El chino cerró la boca, su compañero rubio tenía la razón después de todo. Finalmente habían conseguido unos días para descansar, después de tantas reuniones, batallas, noches haciendo guardia… En esos momentos caminaban por una Moscú ligeramente nevada, lo suficiente para no deprimir al dueño de casa.

China trató de seguir el consejo de Rusia. Metió sus manos enguantadas en su abrigo, levantó la mirada al cielo y dejó que una sonrisa bien humorada se le dibujase. A pesar de estar lejos de casa, de que en ese país sus costumbres fuesen extrañas, a pesar de estar en medio de una inhumana guerra podía darse el lujo de disfrutar algo. Como le había dicho Iván antes de salir de su casa, se lo merecían.

—Más te vale que ese vodka sea realmente bueno.

—Ningún bar tiene un vodka como ese, te lo aseguro —el ruso se iluminó aún más, alegrándose por el cambio de humor del otro—. Gracias por acompañarme, Yao.

—Gracias por invitarme, aru.

Caminaron un poco en silencio, ambos disfrutando de la compañía del otro y del día que se prestaba para salir, a pesar del frío.

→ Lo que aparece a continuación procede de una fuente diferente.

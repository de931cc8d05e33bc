//! # Consensus To Block
//!
//! Reports gossiped between masternodes reach consensus on every node and
//! mint the same block everywhere.

#[cfg(test)]
mod tests {
    use crate::integration::support::{execute, hlc, init_tracing, signed_report, TestNetwork};
    use qc_08_consensus::{EntryStage, ReportOutcome};
    use qc_13_catchup::BlockStore;
    use shared_crypto::hash_processing_result;

    #[tokio::test]
    async fn test_two_of_three_mint_one_block() {
        init_tracing();
        // Third node is listed but silent this round.
        let mut net = TestNetwork::new(3);
        net.gossip(0, execute(1, 0), &[0, 1]).await;
        net.gossip(1, execute(1, 0), &[0, 1]).await;

        for i in [0, 1] {
            let tick = net.nodes[i].queue.process_next().await.unwrap();
            assert_eq!(tick.committed, vec![hlc(1)]);
            let result = net.nodes[i].queue.store().get(&hlc(1));
            assert!(result.is_none(), "committed entries are flushed");
        }

        assert_eq!(net.nodes[0].height(), 1);
        assert_eq!(net.nodes[1].height(), 1);
        assert_eq!(
            net.nodes[0].blocks.latest_hash(),
            net.nodes[1].blocks.latest_hash()
        );
        assert_eq!(net.nodes[2].height(), 0);
    }

    #[tokio::test]
    async fn test_commit_visible_in_stage() {
        let mut net = TestNetwork::new(3);
        net.gossip(0, execute(1, 0), &[0]).await;
        net.gossip(1, execute(1, 0), &[0]).await;

        let queue = &mut net.nodes[0].queue;
        let tick = queue.process_next().await.unwrap();
        assert_eq!(tick.reached, vec![hlc(1)]);
        assert_eq!(queue.stage(&hlc(1)), Some(EntryStage::Committed));
    }

    #[tokio::test]
    async fn test_three_way_split_settles_identically() {
        let mut net = TestNetwork::new(3);
        let everyone = [0, 1, 2];
        for (node, variant) in [(0, 0), (1, 1), (2, 2)] {
            net.gossip(node, execute(1, variant), &everyone).await;
        }

        let reports = net.tick_all().await;
        for report in &reports {
            assert_eq!(report.committed, vec![hlc(1)]);
        }

        // Failed tier: the smallest result hash wins on every node.
        let winner = (0..3)
            .map(|v| execute(1, v))
            .min_by_key(|p| hash_processing_result(p).unwrap())
            .unwrap();

        let hashes: Vec<_> = net.nodes.iter().map(|n| n.blocks.latest_hash()).collect();
        assert!(hashes.windows(2).all(|w| w[0] == w[1]));

        for node in &net.nodes {
            let block = node.blocks.get_block(1).unwrap();
            assert_eq!(block.subblocks()[0].transactions[0], winner.tx_result);
        }
    }

    #[tokio::test]
    async fn test_minority_node_adopts_majority_result() {
        let mut net = TestNetwork::new(3);
        let everyone = [0, 1, 2];
        net.gossip(0, execute(1, 0), &everyone).await;
        net.gossip(1, execute(1, 0), &everyone).await;
        net.gossip(2, execute(1, 7), &everyone).await;

        let reports = net.tick_all().await;

        assert!(reports[0].rollbacks.is_empty());
        assert_eq!(reports[2].rollbacks, vec![hlc(1)]);
        assert_eq!(
            net.nodes[2].blocks.latest_hash(),
            net.nodes[0].blocks.latest_hash()
        );
        assert_eq!(
            net.nodes[2].state.snapshot(),
            net.nodes[0].state.snapshot()
        );
    }

    #[tokio::test]
    async fn test_rounds_build_the_same_chain_in_any_arrival_order() {
        let mut net = TestNetwork::new(3);
        let rounds = 5u64;

        // Node 2 hears every round in reverse order.
        for n in 1..=rounds {
            for from in 0..3 {
                net.gossip(from, execute(n, 0), &[0, 1]).await;
            }
        }
        for n in (1..=rounds).rev() {
            for from in 0..3 {
                net.gossip(from, execute(n, 0), &[2]).await;
            }
        }

        let reports = net.tick_all().await;
        for report in &reports {
            assert_eq!(report.committed, (1..=rounds).map(hlc).collect::<Vec<_>>());
        }

        for node in &net.nodes {
            assert_eq!(node.height(), rounds);
            assert_eq!(node.queue.last_committed(), Some(hlc(rounds)));
            assert_eq!(node.queue.pending_count(), 0);
        }
        assert_eq!(
            net.nodes[0].blocks.latest_hash(),
            net.nodes[2].blocks.latest_hash()
        );
    }

    #[tokio::test]
    async fn test_stale_report_after_commit() {
        let mut net = TestNetwork::new(3);
        net.agree_on(1).await;
        net.tick_all().await;

        let late = signed_report(&net.nodes[1].key, execute(1, 0));
        assert_eq!(
            net.nodes[0].queue.append(late).await,
            ReportOutcome::Stale
        );
        assert_eq!(net.nodes[0].height(), 1);
    }
}
//! # Tally
//!
//! Counts identical reported values and answers quorum questions about them.
//!
//! The consensus determiner tallies result hashes, catchup tallies raw block
//! heights. Both use this one primitive, built from an explicit set of
//! reports, so there is no shared counter state anywhere.

use std::collections::BTreeMap;

/// Occurrence counts of reported values.
///
/// Backed by an ordered map so that every query is deterministic: when
/// several values tie for the top count, the smallest value (by `Ord`) wins.
/// For 32-byte hashes that is the numerically smallest hash read as a
/// big-endian base-16 integer.
#[derive(Debug, Clone, PartialEq, Eq)]
pub struct Tally<T: Ord + Clone> {
    counts: BTreeMap<T, usize>,
    total: usize,
}

impl<T: Ord + Clone> Default for Tally<T> {
    fn default() -> Self {
        Self {
            counts: BTreeMap::new(),
            total: 0,
        }
    }
}

impl<T: Ord + Clone> Tally<T> {
    /// Create an empty tally.
    pub fn new() -> Self {
        Self::default()
    }

    /// Record one report of `value`.
    pub fn add(&mut self, value: T) {
        *self.counts.entry(value).or_insert(0) += 1;
        self.total += 1;
    }

    /// Number of reports recorded.
    pub fn total(&self) -> usize {
        self.total
    }

    /// How many times `value` was reported.
    pub fn count(&self, value: &T) -> usize {
        self.counts.get(value).copied().unwrap_or(0)
    }

    /// Highest count of any single value (0 when empty).
    pub fn top_count(&self) -> usize {
        self.counts.values().copied().max().unwrap_or(0)
    }

    /// All values sharing the top count, smallest first.
    pub fn top_items(&self) -> Vec<&T> {
        let top = self.top_count();
        if top == 0 {
            return Vec::new();
        }
        self.counts
            .iter()
            .filter(|(_, c)| **c == top)
            .map(|(v, _)| v)
            .collect()
    }

    /// The most-reported value; ties resolve to the smallest value.
    pub fn top_item(&self) -> Option<&T> {
        self.top_items().into_iter().next()
    }

    /// Count of the best value other than [`Tally::top_item`].
    ///
    /// Equals `top_count()` when the top is tied.
    pub fn runner_up_count(&self) -> usize {
        let top = match self.top_item() {
            Some(top) => top,
            None => return 0,
        };
        self.counts
            .iter()
            .filter(|(v, _)| *v != top)
            .map(|(_, c)| *c)
            .max()
            .unwrap_or(0)
    }

    /// The top value if it was reported at least `threshold` times.
    ///
    /// A zero threshold never confirms anything.
    pub fn confirmed(&self, threshold: usize) -> Option<&T> {
        if threshold == 0 {
            return None;
        }
        self.top_item().filter(|v| self.count(v) >= threshold)
    }
}

impl<T: Ord + Clone> FromIterator<T> for Tally<T> {
    fn from_iter<I: IntoIterator<Item = T>>(iter: I) -> Self {
        let mut tally = Tally::new();
        for value in iter {
            tally.add(value);
        }
        tally
    }
}
//! Adapters layer
//!
//! In-process implementations of the outbound ports, used by tests and by
//! embedders that keep application state in memory.

mod recording;

pub use recording::{RecordingCommitter, RecordingSpeculativeState};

No obstante, Yao había olvidado temporalmente que quien tenía al lado era un peligro; por lo que no vio venir otra bola de nieve que le impactó a un costado del rostro. El chino se detuvo en seco, ceño fruncido, decidiendo si asesinar al otro país —que volvía a reír estridentemente— o no. Pero afortunadamente para él, Iván se estaba regocijando tanto en su broma, que él terminó siendo víctima de una: China lo empujó de tal manera que cayó sobre un montículo de nieve.

—¡El último en llegar al bar paga, aru! —comenzó a correr, aunque no tenía ni la más mínima idea de dónde estaba el establecimiento.

Corrieron como dos críos, olvidándose por un momento de todos sus problemas, errores, temores y desgracias. Eran sólo Rusia, China, la nieve, el Sol y muy pronto un vaso de vodka.